**Dataset extract:**
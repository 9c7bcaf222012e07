// SPDX-License-Identifier: AGPL-3.0-or-later
// Copyright (C) 2025 Blackman Artificial Intelligence Technologies Inc.

//! CLI module
//!
//! Handles command-line argument parsing and chat loop input.

pub mod args;
pub mod repl;

pub use args::*;
// SPDX-License-Identifier: AGPL-3.0-or-later
// Copyright (C) 2025 Blackman Artificial Intelligence Technologies Inc.

//! Chat client
//!
//! The public session engine and its request options.

pub mod client;
pub mod options;

pub use client::{ChatBot, ChatBotBuilder, DEFAULT_SESSION};
pub use options::{RequestConfig, RequestOverrides, SamplingParams};
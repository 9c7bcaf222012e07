// SPDX-License-Identifier: AGPL-3.0-or-later
// Copyright (C) 2025 Blackman Artificial Intelligence Technologies Inc.

//! Configuration module
//!
//! Handles loading, saving, and validating client settings.

pub mod settings;

pub use settings::*;
// SPDX-License-Identifier: AGPL-3.0-or-later
// Copyright (C) 2025 Blackman Artificial Intelligence Technologies Inc.

//! Multi-session chat client
//!
//! `ChatBot` ties the pieces together: it records the prompt in the
//! session history, waits for an admission slot, streams the answer and
//! records the finished answer as the assistant turn.
//!
//! Policy on failure: the user turn is recorded before the request is sent
//! and stays in history when the request fails, so a caller retrying the
//! same prompt should not append it a second time.

use futures::StreamExt;
use reqwest::Client;
use std::sync::Arc;
use std::time::Duration;

use crate::chat::options::{RequestConfig, RequestOverrides};
use crate::config::Settings;
use crate::config::settings::default_max_token_refreshes;
use crate::conversation::{ConversationStore, Role, Turn};
use crate::error::{Result, WenxinError};
use crate::llm::auth::CredentialManager;
use crate::llm::engine::{Engine, CHAT_BASE_URL, OAUTH_URL};
use crate::llm::rate_limit::{IntervalRateLimiter, RateLimiter, Unlimited};
use crate::llm::streaming::{FragmentStream, StreamingRequestEngine};
use crate::llm::wire::ChatRequest;

/// Session used when the caller does not name one
pub const DEFAULT_SESSION: &str = "default";

/// Cloneable handle to one client; clones share histories and credentials
#[derive(Clone)]
pub struct ChatBot {
    inner: Arc<ChatBotInner>,
}

struct ChatBotInner {
    engine: Engine,
    config: RequestConfig,
    store: ConversationStore,
    credentials: Arc<CredentialManager>,
    streaming: Arc<StreamingRequestEngine>,
    rate_limiter: Arc<dyn RateLimiter>,
}

impl ChatBot {
    /// Create a client with the default endpoints and the process-wide limiter
    pub fn new(
        api_key: impl Into<String>,
        secret_key: impl Into<String>,
        engine: &str,
        config: RequestConfig,
    ) -> Result<Self> {
        Self::builder(api_key, secret_key)
            .with_engine(engine)
            .with_config(config)
            .build()
    }

    pub fn builder(api_key: impl Into<String>, secret_key: impl Into<String>) -> ChatBotBuilder {
        ChatBotBuilder::new(api_key, secret_key)
    }

    /// Create a client from loaded settings
    pub fn from_settings(settings: &Settings) -> Result<Self> {
        let (api_key, secret_key) = settings.require_credentials()?;
        let mut builder = Self::builder(api_key, secret_key)
            .with_engine(&settings.engine)
            .with_config(settings.request.to_request_config())
            .with_oauth_url(&settings.endpoints.oauth_url)
            .with_chat_base_url(&settings.endpoints.chat_base_url)
            .with_max_token_refreshes(settings.retry.max_token_refreshes);

        match settings.rate_limit.interval_ms {
            Some(0) => builder = builder.with_rate_limiter(Arc::new(Unlimited)),
            Some(ms) => {
                builder = builder.with_rate_limiter(Arc::new(IntervalRateLimiter::new(
                    Duration::from_millis(ms),
                )))
            }
            None => {}
        }

        builder.build()
    }

    pub fn engine(&self) -> Engine {
        self.inner.engine
    }

    pub fn config(&self) -> &RequestConfig {
        &self.inner.config
    }

    /// Credential manager, exposed for warm-up and observation
    pub fn credentials(&self) -> &CredentialManager {
        &self.inner.credentials
    }

    /// Fetch the access token ahead of the first request
    pub async fn warm_up(&self) -> Result<()> {
        self.inner.credentials.get_token(false).await.map(|_| ())
    }

    /// Ask a question and stream the answer.
    ///
    /// The prompt is checked against the per-message budget and appended
    /// (then the session truncated) before this returns; nothing is sent
    /// until the stream is polled. When the stream completes the full answer
    /// is appended as the assistant turn.
    pub fn ask_stream(
        &self,
        prompt: &str,
        session_id: &str,
        overrides: &RequestOverrides,
    ) -> Result<FragmentStream> {
        let params = self.inner.config.resolve(overrides)?;

        let store = &self.inner.store;
        store.append(session_id, Role::User, prompt)?;
        store.truncate(session_id);

        let inner = Arc::clone(&self.inner);
        let session_id = session_id.to_string();

        let answer_stream = async_stream::try_stream! {
            inner.rate_limiter.acquire_slot().await;

            let request = ChatRequest::new(inner.store.history(&session_id), &params, session_id.as_str());
            let mut fragments = inner.streaming.stream(request, params.timeout);
            let mut answer = String::new();

            while let Some(fragment) = fragments.next().await {
                let fragment = fragment?;
                answer.push_str(&fragment);
                yield fragment;
            }

            inner.store.append(&session_id, Role::Assistant, answer)?;
            inner.store.truncate(&session_id);
        };

        Ok(Box::pin(answer_stream))
    }

    /// Ask a question and wait for the whole answer
    pub async fn ask(
        &self,
        prompt: &str,
        session_id: &str,
        overrides: &RequestOverrides,
    ) -> Result<String> {
        let mut fragments = self.ask_stream(prompt, session_id, overrides)?;
        let mut answer = String::new();
        while let Some(fragment) = fragments.next().await {
            answer.push_str(&fragment?);
        }
        Ok(answer)
    }

    /// Clear a session's history
    pub fn reset(&self, session_id: &str) {
        self.inner.store.reset(session_id);
    }

    /// Estimated tokens currently held by a session
    pub fn get_token_count(&self, session_id: &str) -> usize {
        self.inner.store.total_cost(session_id)
    }

    /// Chronological copy of a session's turns
    pub fn history(&self, session_id: &str) -> Vec<Turn> {
        self.inner.store.history(session_id)
    }

    pub fn session_ids(&self) -> Vec<String> {
        self.inner.store.session_ids()
    }
}

/// Builder for `ChatBot`
pub struct ChatBotBuilder {
    api_key: String,
    secret_key: String,
    engine: String,
    config: RequestConfig,
    oauth_url: String,
    chat_base_url: String,
    rate_limiter: Option<Arc<dyn RateLimiter>>,
    http_client: Option<Client>,
    max_token_refreshes: u32,
}

impl ChatBotBuilder {
    pub fn new(api_key: impl Into<String>, secret_key: impl Into<String>) -> Self {
        Self {
            api_key: api_key.into(),
            secret_key: secret_key.into(),
            engine: Engine::default().name().to_string(),
            config: RequestConfig::default(),
            oauth_url: OAUTH_URL.to_string(),
            chat_base_url: CHAT_BASE_URL.to_string(),
            rate_limiter: None,
            http_client: None,
            max_token_refreshes: default_max_token_refreshes(),
        }
    }

    /// Engine by public name; validated in `build`
    pub fn with_engine(mut self, engine: impl Into<String>) -> Self {
        self.engine = engine.into();
        self
    }

    pub fn with_config(mut self, config: RequestConfig) -> Self {
        self.config = config;
        self
    }

    pub fn with_temperature(mut self, temperature: f64) -> Self {
        self.config.temperature = temperature;
        self
    }

    pub fn with_top_p(mut self, top_p: f64) -> Self {
        self.config.top_p = top_p;
        self
    }

    pub fn with_penalty_score(mut self, penalty_score: f64) -> Self {
        self.config.penalty_score = penalty_score;
        self
    }

    pub fn with_timeout(mut self, timeout: Duration) -> Self {
        self.config.timeout = Some(timeout);
        self
    }

    pub fn with_max_tokens(mut self, max_tokens: usize) -> Self {
        self.config.max_tokens = max_tokens;
        self
    }

    pub fn with_truncate_limit(mut self, truncate_limit: usize) -> Self {
        self.config.truncate_limit = truncate_limit;
        self
    }

    pub fn with_oauth_url(mut self, url: impl Into<String>) -> Self {
        self.oauth_url = url.into();
        self
    }

    /// Chat URL prefix; the engine's path segment is appended
    pub fn with_chat_base_url(mut self, url: impl Into<String>) -> Self {
        self.chat_base_url = url.into();
        self
    }

    /// Replace the process-wide limiter with a dedicated one
    pub fn with_rate_limiter(mut self, limiter: Arc<dyn RateLimiter>) -> Self {
        self.rate_limiter = Some(limiter);
        self
    }

    pub fn with_http_client(mut self, client: Client) -> Self {
        self.http_client = Some(client);
        self
    }

    /// Forced credential refreshes allowed per request
    pub fn with_max_token_refreshes(mut self, refreshes: u32) -> Self {
        self.max_token_refreshes = refreshes;
        self
    }

    /// Validate the configuration and build the client. Makes no network calls.
    pub fn build(self) -> Result<ChatBot> {
        let engine: Engine = self.engine.parse()?;
        let config = self.config.normalized()?;

        let client = match self.http_client {
            Some(client) => client,
            None => Client::builder()
                .build()
                .map_err(|e| WenxinError::Config(format!("failed to build HTTP client: {e}")))?,
        };

        let credentials = Arc::new(CredentialManager::new(
            client.clone(),
            self.oauth_url,
            self.api_key,
            self.secret_key,
        ));
        let chat_url = format!(
            "{}/{}",
            self.chat_base_url.trim_end_matches('/'),
            engine.endpoint()
        );
        let streaming = Arc::new(StreamingRequestEngine::new(
            client,
            chat_url,
            Arc::clone(&credentials),
            self.max_token_refreshes,
        ));
        let rate_limiter = self
            .rate_limiter
            .unwrap_or_else(|| IntervalRateLimiter::shared() as Arc<dyn RateLimiter>);

        tracing::debug!(
            engine = %engine,
            max_tokens = config.max_tokens,
            truncate_limit = config.truncate_limit,
            "Chat client ready"
        );

        Ok(ChatBot {
            inner: Arc::new(ChatBotInner {
                engine,
                store: ConversationStore::new(config.max_tokens, config.truncate_limit),
                config,
                credentials,
                streaming,
                rate_limiter,
            }),
        })
    }
}

#[cfg(test)]
mod tests {
    use super::*;
    use crate::error::ActionsError;

    fn offline_bot(max_tokens: usize) -> ChatBot {
        ChatBot::builder("ak", "sk")
            .with_max_tokens(max_tokens)
            .with_oauth_url("http://127.0.0.1:9/oauth")
            .with_chat_base_url("http://127.0.0.1:9/chat")
            .with_rate_limiter(Arc::new(Unlimited))
            .build()
            .unwrap()
    }

    #[test]
    fn test_unknown_engine_fails_at_construction() {
        let result = ChatBot::new("ak", "sk", "GPT-4", RequestConfig::default());
        assert!(matches!(
            result,
            Err(WenxinError::Actions(ActionsError::UnsupportedEngine { .. }))
        ));
    }

    #[test]
    fn test_invalid_sampling_fails_at_construction() {
        let result = ChatBot::builder("ak", "sk").with_top_p(2.0).build();
        assert!(result.is_err());
    }

    #[test]
    fn test_chat_url_uses_engine_endpoint() {
        let bot = ChatBot::builder("ak", "sk")
            .with_engine("ERNIE-Bot")
            .with_chat_base_url("http://localhost/chat/")
            .with_rate_limiter(Arc::new(Unlimited))
            .build()
            .unwrap();
        assert_eq!(bot.engine(), Engine::ErnieBot);
        assert_eq!(bot.inner.streaming.chat_url(), "http://localhost/chat/completions");
    }

    #[test]
    fn test_zero_limits_fall_back_to_defaults() {
        let bot = ChatBot::builder("ak", "sk")
            .with_max_tokens(0)
            .with_truncate_limit(0)
            .with_rate_limiter(Arc::new(Unlimited))
            .build()
            .unwrap();
        assert_eq!(bot.config().max_tokens, 2000);
        assert_eq!(bot.config().truncate_limit, 2000);
    }

    #[test]
    fn test_over_budget_prompt_is_rejected_before_mutation() {
        let bot = offline_bot(2);
        bot.reset("s");

        let result = bot.ask_stream("你好呀", "s", &RequestOverrides::default());
        match result {
            Err(err) => assert!(err.is_budget_exceeded()),
            Ok(_) => panic!("over-budget prompt was accepted"),
        }
        assert!(bot.history("s").is_empty());
        assert_eq!(bot.get_token_count("s"), 0);
    }

    #[test]
    fn test_invalid_override_is_rejected_before_mutation() {
        let bot = offline_bot(2000);
        let overrides = RequestOverrides::new().with_temperature(5.0);
        assert!(bot.ask_stream("你好", "s", &overrides).is_err());
        assert!(bot.history("s").is_empty());
    }

    #[test]
    fn test_prompt_recorded_eagerly() {
        let bot = offline_bot(2000);
        let stream = bot.ask_stream("你好", "s", &RequestOverrides::default());
        assert!(stream.is_ok());
        assert_eq!(bot.history("s"), vec![Turn::user("你好")]);
        assert_eq!(bot.get_token_count("s"), 2);
    }

    #[test]
    fn test_clones_share_sessions() {
        let bot = offline_bot(2000);
        let clone = bot.clone();
        let _ = bot.ask_stream("hello", "shared", &RequestOverrides::default());
        assert_eq!(clone.session_ids(), vec!["shared".to_string()]);
        clone.reset("shared");
        assert_eq!(bot.get_token_count("shared"), 0);
    }
}
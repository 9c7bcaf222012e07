// SPDX-License-Identifier: AGPL-3.0-or-later
// Copyright (C) 2025 Blackman Artificial Intelligence Technologies Inc.

//! wenxin - multi-session streaming client for the WenXin (ERNIE) chat API.
//!
//! Architecture:
//! - `conversation`: token estimation and per-session histories with truncation
//! - `llm`: engine table, credential lifecycle, admission control, streamed requests
//! - `chat`: the `ChatBot` session engine tying the above together
//! - `config`: settings file and environment handling
//! - `cli`: argument parsing for the `wenxin` binary

pub mod chat;
pub mod cli;
pub mod config;
pub mod conversation;
pub mod error;
pub mod llm;

pub use chat::{ChatBot, ChatBotBuilder, RequestConfig, RequestOverrides};
pub use error::{ActionsError, AuthError, Result, WenxinError};
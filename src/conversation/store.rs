// SPDX-License-Identifier: AGPL-3.0-or-later
// Copyright (C) 2025 Blackman Artificial Intelligence Technologies Inc.

//! In-memory session histories
//!
//! Maps session ids to chronological turn lists. Every append is checked
//! against the per-message ceiling before the history is touched, and
//! truncation drops the oldest turns until the session fits its budget.

use serde::{Deserialize, Serialize};
use std::collections::HashMap;
use std::sync::{Mutex, MutexGuard};

use crate::conversation::estimator::estimate;
use crate::error::{ActionsError, Result};

/// Role of the turn's author
#[derive(Debug, Clone, Copy, Serialize, Deserialize, PartialEq, Eq)]
#[serde(rename_all = "lowercase")]
pub enum Role {
    /// Prompt from the caller
    User,
    /// Answer from the model
    Assistant,
}

/// One message in a session history
#[derive(Debug, Clone, Serialize, Deserialize, PartialEq, Eq)]
pub struct Turn {
    pub role: Role,
    pub content: String,
}

impl Turn {
    pub fn user(content: impl Into<String>) -> Self {
        Self {
            role: Role::User,
            content: content.into(),
        }
    }

    pub fn assistant(content: impl Into<String>) -> Self {
        Self {
            role: Role::Assistant,
            content: content.into(),
        }
    }

    /// Estimated token cost of this turn's content
    pub fn cost(&self) -> usize {
        estimate(&self.content)
    }
}

/// Session id to history mapping shared by all callers of one client
#[derive(Debug)]
pub struct ConversationStore {
    sessions: Mutex<HashMap<String, Vec<Turn>>>,
    /// Ceiling for a single message
    max_tokens: usize,
    /// Ceiling for a whole session after truncation
    truncate_limit: usize,
}

impl ConversationStore {
    pub fn new(max_tokens: usize, truncate_limit: usize) -> Self {
        Self {
            sessions: Mutex::new(HashMap::new()),
            max_tokens,
            truncate_limit,
        }
    }

    pub fn max_tokens(&self) -> usize {
        self.max_tokens
    }

    pub fn truncate_limit(&self) -> usize {
        self.truncate_limit
    }

    fn lock(&self) -> MutexGuard<'_, HashMap<String, Vec<Turn>>> {
        match self.sessions.lock() {
            Ok(guard) => guard,
            Err(poisoned) => {
                tracing::warn!("Conversation store lock was poisoned, recovering");
                poisoned.into_inner()
            }
        }
    }

    /// Append a turn, creating the session on first use.
    ///
    /// Fails with `BudgetExceeded` when the message alone costs more than
    /// `max_tokens`; the history is left untouched in that case.
    pub fn append(&self, session_id: &str, role: Role, content: impl Into<String>) -> Result<()> {
        let content = content.into();
        let cost = estimate(&content);
        if cost > self.max_tokens {
            return Err(ActionsError::BudgetExceeded {
                cost,
                limit: self.max_tokens,
            }
            .into());
        }

        self.lock()
            .entry(session_id.to_string())
            .or_default()
            .push(Turn { role, content });
        Ok(())
    }

    /// Drop the oldest turns until the session fits `truncate_limit`.
    ///
    /// The newest turn is always kept, even when it alone is over the limit.
    /// Returns the number of turns removed.
    pub fn truncate(&self, session_id: &str) -> usize {
        let mut sessions = self.lock();
        let Some(turns) = sessions.get_mut(session_id) else {
            return 0;
        };

        let mut total: usize = turns.iter().map(Turn::cost).sum();
        let mut drop_count = 0;
        while total > self.truncate_limit && turns.len() - drop_count > 1 {
            total -= turns[drop_count].cost();
            drop_count += 1;
        }

        if drop_count > 0 {
            turns.drain(..drop_count);
            tracing::warn!(
                session_id,
                removed = drop_count,
                remaining_tokens = total,
                "Truncated conversation history"
            );
        }
        drop_count
    }

    /// Replace the session's history with an empty one
    pub fn reset(&self, session_id: &str) {
        self.lock().insert(session_id.to_string(), Vec::new());
    }

    /// Sum of estimated costs over the session; unseen sessions cost 0
    pub fn total_cost(&self, session_id: &str) -> usize {
        self.lock()
            .get(session_id)
            .map(|turns| turns.iter().map(Turn::cost).sum())
            .unwrap_or(0)
    }

    /// Snapshot of the session's turns in chronological order
    pub fn history(&self, session_id: &str) -> Vec<Turn> {
        self.lock().get(session_id).cloned().unwrap_or_default()
    }

    /// Ids of every session created so far
    pub fn session_ids(&self) -> Vec<String> {
        let mut ids: Vec<String> = self.lock().keys().cloned().collect();
        ids.sort();
        ids
    }
}

#[cfg(test)]
mod tests {
    use super::*;

    #[test]
    fn test_append_creates_session() {
        let store = ConversationStore::new(2000, 2000);
        store.append("alice", Role::User, "你好").unwrap();

        let history = store.history("alice");
        assert_eq!(history, vec![Turn::user("你好")]);
        assert_eq!(store.session_ids(), vec!["alice".to_string()]);
    }

    #[test]
    fn test_append_preserves_order() {
        let store = ConversationStore::new(2000, 2000);
        store.append("s", Role::User, "one").unwrap();
        store.append("s", Role::Assistant, "two").unwrap();
        store.append("s", Role::User, "three").unwrap();

        let contents: Vec<String> = store.history("s").into_iter().map(|t| t.content).collect();
        assert_eq!(contents, vec!["one", "two", "three"]);
    }

    #[test]
    fn test_append_over_budget_leaves_history_unchanged() {
        let store = ConversationStore::new(2, 2000);
        store.append("s", Role::User, "你好").unwrap();

        let err = store.append("s", Role::User, "你好呀").unwrap_err();
        assert!(err.is_budget_exceeded());
        assert_eq!(store.history("s"), vec![Turn::user("你好")]);
    }

    #[test]
    fn test_append_over_budget_does_not_create_session() {
        let store = ConversationStore::new(1, 2000);
        assert!(store.append("new", Role::User, "你好").is_err());
        assert!(store.session_ids().is_empty());
    }

    #[test]
    fn test_truncate_drops_oldest() {
        let store = ConversationStore::new(2000, 5);
        store.append("s", Role::User, "一二三").unwrap();
        store.append("s", Role::Assistant, "四五").unwrap();
        store.append("s", Role::User, "六七").unwrap();
        assert_eq!(store.total_cost("s"), 7);

        let removed = store.truncate("s");
        assert_eq!(removed, 1);
        assert_eq!(store.total_cost("s"), 4);
        assert_eq!(store.history("s")[0], Turn::assistant("四五"));
    }

    #[test]
    fn test_truncate_keeps_last_turn_even_over_limit() {
        let store = ConversationStore::new(2000, 2);
        store.append("s", Role::User, "一").unwrap();
        store.append("s", Role::User, "一二三四五").unwrap();

        store.truncate("s");
        assert_eq!(store.history("s"), vec![Turn::user("一二三四五")]);
        assert_eq!(store.total_cost("s"), 5);
    }

    #[test]
    fn test_truncate_within_limit_is_noop() {
        let store = ConversationStore::new(2000, 2000);
        store.append("s", Role::User, "hello").unwrap();
        assert_eq!(store.truncate("s"), 0);
        assert_eq!(store.truncate("missing"), 0);
    }

    #[test]
    fn test_reset_then_count_is_zero() {
        let store = ConversationStore::new(2000, 2000);
        store.append("s", Role::User, "你好").unwrap();
        store.reset("s");
        assert_eq!(store.total_cost("s"), 0);
        assert!(store.history("s").is_empty());

        store.reset("never-seen");
        assert_eq!(store.total_cost("never-seen"), 0);
    }

    #[test]
    fn test_total_cost_of_unseen_session() {
        let store = ConversationStore::new(2000, 2000);
        assert_eq!(store.total_cost("ghost"), 0);
    }

    #[test]
    fn test_turn_serializes_for_wire() {
        let json = serde_json::to_value(Turn::assistant("hi")).unwrap();
        assert_eq!(json, serde_json::json!({"role": "assistant", "content": "hi"}));
    }

    #[test]
    fn test_truncation_invariant_holds_after_each_append() {
        let store = ConversationStore::new(2000, 10);
        for text in ["一二三", "四五六七", "八九", "十", "一二三四五六七八九十一", "好"] {
            store.append("s", Role::User, text).unwrap();
            store.truncate("s");
            let history = store.history("s");
            assert!(store.total_cost("s") <= 10 || history.len() == 1);
        }
    }
}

**Work task:** The answer consists of every line above in which the word "CredentialManager" occurs.

**Solution to this task:**
use crate::llm::auth::CredentialManager;
    credentials: Arc<CredentialManager>,
    pub fn credentials(&self) -> &CredentialManager {
        let credentials = Arc::new(CredentialManager::new(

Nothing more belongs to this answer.